- [YOUR GOAL]
Please copy out all lines of the entries that contain the word "continue".

Stored data entries

• • • •

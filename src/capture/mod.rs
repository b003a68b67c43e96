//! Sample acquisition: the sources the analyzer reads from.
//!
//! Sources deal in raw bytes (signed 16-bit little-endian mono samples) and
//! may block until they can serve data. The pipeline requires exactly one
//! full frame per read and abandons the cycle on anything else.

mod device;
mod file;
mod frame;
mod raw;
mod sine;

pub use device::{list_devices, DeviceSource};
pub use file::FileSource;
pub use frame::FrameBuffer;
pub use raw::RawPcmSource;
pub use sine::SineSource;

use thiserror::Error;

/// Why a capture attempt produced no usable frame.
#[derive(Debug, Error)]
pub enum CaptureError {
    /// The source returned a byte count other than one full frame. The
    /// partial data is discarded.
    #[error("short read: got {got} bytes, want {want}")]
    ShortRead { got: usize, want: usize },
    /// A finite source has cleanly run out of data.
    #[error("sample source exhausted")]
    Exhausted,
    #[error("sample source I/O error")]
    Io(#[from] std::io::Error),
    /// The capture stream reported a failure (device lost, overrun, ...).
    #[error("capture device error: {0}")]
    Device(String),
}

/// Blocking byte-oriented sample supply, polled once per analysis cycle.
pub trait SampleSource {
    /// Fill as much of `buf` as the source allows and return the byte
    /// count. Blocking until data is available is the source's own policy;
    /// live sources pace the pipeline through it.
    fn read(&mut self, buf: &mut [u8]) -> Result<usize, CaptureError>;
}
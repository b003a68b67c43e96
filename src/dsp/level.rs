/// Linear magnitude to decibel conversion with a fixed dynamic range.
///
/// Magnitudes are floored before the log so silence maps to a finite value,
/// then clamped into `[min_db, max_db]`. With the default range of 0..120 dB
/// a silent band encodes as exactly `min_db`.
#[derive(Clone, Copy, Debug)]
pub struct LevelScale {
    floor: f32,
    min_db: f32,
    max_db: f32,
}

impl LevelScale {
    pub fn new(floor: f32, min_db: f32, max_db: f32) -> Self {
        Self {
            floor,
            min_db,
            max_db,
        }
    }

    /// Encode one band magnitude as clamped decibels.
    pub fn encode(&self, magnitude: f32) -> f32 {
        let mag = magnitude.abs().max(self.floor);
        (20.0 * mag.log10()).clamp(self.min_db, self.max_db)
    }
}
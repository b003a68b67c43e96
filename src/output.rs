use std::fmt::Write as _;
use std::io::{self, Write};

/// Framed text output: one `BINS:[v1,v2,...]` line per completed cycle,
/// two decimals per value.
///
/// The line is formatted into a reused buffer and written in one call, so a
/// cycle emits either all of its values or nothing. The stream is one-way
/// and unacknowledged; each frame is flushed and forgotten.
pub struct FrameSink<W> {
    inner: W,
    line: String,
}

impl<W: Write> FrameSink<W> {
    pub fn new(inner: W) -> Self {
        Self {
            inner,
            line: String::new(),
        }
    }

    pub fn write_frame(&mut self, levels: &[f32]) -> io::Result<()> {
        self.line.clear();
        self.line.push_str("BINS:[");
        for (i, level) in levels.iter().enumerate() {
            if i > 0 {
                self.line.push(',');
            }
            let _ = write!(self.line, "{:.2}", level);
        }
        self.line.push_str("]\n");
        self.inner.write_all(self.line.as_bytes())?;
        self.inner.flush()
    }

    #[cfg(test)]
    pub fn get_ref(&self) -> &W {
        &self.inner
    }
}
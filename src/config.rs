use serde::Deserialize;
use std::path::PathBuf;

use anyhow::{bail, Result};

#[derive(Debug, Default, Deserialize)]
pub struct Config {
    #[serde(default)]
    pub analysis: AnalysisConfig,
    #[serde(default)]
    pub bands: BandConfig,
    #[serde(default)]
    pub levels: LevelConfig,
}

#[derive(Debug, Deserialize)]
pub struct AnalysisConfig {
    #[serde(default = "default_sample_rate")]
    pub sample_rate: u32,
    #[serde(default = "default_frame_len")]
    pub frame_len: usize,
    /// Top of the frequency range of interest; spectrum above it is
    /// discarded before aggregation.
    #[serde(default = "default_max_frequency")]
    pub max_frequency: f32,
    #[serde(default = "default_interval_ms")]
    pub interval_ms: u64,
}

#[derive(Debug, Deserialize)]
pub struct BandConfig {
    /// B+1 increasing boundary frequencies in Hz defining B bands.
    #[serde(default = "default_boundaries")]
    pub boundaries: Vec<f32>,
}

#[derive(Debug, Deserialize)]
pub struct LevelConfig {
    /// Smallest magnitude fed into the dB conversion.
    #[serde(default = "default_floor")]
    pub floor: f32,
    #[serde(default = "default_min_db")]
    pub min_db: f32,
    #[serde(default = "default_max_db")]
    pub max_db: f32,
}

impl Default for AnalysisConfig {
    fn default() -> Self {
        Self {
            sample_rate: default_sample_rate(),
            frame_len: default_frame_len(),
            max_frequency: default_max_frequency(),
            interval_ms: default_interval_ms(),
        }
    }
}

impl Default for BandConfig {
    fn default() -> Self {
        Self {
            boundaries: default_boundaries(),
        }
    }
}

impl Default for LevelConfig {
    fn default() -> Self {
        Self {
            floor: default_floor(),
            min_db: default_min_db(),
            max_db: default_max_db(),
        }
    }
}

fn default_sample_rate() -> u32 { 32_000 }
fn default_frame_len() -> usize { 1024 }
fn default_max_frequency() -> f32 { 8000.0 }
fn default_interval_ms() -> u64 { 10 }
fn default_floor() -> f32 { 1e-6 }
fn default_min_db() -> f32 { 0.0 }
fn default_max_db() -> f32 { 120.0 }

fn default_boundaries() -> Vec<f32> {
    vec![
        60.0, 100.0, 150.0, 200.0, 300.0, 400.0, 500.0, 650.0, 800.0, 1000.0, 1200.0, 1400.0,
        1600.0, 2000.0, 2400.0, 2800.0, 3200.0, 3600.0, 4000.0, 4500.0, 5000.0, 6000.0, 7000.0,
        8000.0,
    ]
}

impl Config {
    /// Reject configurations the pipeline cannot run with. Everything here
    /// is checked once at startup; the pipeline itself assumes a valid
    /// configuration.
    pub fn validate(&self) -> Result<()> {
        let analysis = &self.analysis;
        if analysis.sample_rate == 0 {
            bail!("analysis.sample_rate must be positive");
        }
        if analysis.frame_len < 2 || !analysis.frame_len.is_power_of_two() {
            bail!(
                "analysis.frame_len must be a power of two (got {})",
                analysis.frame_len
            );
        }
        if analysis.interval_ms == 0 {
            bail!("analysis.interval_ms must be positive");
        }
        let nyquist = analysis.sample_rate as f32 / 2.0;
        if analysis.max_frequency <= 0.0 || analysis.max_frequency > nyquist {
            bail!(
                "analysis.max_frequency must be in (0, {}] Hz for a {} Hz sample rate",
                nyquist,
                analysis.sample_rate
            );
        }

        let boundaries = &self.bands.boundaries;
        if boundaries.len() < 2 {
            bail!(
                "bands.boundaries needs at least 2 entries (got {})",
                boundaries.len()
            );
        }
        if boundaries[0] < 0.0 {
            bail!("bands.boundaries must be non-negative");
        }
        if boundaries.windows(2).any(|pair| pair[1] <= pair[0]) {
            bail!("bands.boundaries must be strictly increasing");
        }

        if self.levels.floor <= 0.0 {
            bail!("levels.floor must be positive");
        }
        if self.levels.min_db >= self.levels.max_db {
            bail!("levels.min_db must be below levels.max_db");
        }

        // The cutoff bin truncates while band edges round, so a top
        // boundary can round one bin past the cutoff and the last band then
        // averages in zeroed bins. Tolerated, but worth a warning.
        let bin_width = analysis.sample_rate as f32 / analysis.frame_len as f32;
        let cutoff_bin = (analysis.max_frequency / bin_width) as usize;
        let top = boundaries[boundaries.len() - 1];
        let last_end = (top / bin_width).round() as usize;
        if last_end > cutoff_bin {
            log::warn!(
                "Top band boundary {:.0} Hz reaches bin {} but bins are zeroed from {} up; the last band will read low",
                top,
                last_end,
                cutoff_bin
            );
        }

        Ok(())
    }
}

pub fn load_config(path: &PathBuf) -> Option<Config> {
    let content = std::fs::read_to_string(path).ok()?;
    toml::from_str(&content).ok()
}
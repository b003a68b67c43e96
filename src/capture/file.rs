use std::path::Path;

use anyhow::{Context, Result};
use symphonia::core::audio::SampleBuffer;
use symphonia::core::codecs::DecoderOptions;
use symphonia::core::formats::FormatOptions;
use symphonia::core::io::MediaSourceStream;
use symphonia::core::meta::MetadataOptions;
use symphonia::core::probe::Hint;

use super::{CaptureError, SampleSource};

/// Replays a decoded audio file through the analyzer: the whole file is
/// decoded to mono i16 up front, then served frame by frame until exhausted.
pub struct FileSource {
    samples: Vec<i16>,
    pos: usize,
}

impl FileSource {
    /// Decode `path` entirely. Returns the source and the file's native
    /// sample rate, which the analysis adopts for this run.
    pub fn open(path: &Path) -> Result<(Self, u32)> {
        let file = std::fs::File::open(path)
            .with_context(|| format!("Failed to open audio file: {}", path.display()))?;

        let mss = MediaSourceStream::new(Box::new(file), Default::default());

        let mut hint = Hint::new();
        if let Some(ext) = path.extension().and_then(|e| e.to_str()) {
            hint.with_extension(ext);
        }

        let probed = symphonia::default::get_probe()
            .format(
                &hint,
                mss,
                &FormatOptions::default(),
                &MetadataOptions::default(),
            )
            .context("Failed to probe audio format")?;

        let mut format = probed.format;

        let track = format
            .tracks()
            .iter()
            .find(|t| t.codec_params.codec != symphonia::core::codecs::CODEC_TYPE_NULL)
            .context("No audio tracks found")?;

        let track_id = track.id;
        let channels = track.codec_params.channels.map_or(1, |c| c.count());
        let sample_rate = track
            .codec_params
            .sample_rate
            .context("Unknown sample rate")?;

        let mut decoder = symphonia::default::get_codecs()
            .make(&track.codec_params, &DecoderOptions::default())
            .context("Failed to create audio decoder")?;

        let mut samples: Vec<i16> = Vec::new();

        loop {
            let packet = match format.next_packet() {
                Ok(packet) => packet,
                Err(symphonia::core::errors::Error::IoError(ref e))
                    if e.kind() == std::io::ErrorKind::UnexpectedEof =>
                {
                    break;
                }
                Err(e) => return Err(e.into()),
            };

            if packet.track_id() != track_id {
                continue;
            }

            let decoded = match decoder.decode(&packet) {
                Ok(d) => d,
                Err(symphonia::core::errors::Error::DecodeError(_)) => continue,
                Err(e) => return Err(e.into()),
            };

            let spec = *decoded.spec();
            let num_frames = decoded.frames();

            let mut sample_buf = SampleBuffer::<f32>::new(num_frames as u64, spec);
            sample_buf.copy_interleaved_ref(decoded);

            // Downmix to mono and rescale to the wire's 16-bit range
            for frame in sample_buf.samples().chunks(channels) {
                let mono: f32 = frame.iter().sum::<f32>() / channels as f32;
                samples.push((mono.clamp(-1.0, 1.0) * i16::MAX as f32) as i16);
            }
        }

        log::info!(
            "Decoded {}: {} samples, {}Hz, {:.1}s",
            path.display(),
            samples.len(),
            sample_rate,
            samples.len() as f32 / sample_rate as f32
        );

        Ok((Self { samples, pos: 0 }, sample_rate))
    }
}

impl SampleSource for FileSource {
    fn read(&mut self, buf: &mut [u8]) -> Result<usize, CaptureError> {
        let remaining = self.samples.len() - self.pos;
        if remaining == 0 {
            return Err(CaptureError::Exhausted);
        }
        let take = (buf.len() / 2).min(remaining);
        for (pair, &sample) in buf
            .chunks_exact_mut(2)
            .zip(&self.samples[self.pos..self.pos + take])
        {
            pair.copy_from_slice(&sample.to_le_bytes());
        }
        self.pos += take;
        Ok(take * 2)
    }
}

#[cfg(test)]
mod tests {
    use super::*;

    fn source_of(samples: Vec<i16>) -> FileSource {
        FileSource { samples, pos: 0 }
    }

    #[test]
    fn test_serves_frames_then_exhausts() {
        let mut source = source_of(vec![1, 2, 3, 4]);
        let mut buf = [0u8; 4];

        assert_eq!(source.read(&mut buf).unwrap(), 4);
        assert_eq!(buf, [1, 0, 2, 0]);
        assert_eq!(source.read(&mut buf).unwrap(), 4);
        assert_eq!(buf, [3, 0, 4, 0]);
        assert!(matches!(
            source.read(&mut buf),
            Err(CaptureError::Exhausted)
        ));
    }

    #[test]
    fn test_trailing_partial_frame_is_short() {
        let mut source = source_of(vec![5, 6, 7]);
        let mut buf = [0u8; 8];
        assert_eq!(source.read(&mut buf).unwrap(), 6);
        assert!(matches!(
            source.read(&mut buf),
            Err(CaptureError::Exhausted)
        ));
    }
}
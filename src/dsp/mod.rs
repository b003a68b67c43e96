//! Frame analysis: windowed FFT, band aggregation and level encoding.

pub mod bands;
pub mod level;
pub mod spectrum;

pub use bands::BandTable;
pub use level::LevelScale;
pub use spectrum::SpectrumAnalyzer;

• • • •

- [SOLVED PROBLEM]
                continue;
                Err(symphonia::core::errors::Error::DecodeError(_)) => continue,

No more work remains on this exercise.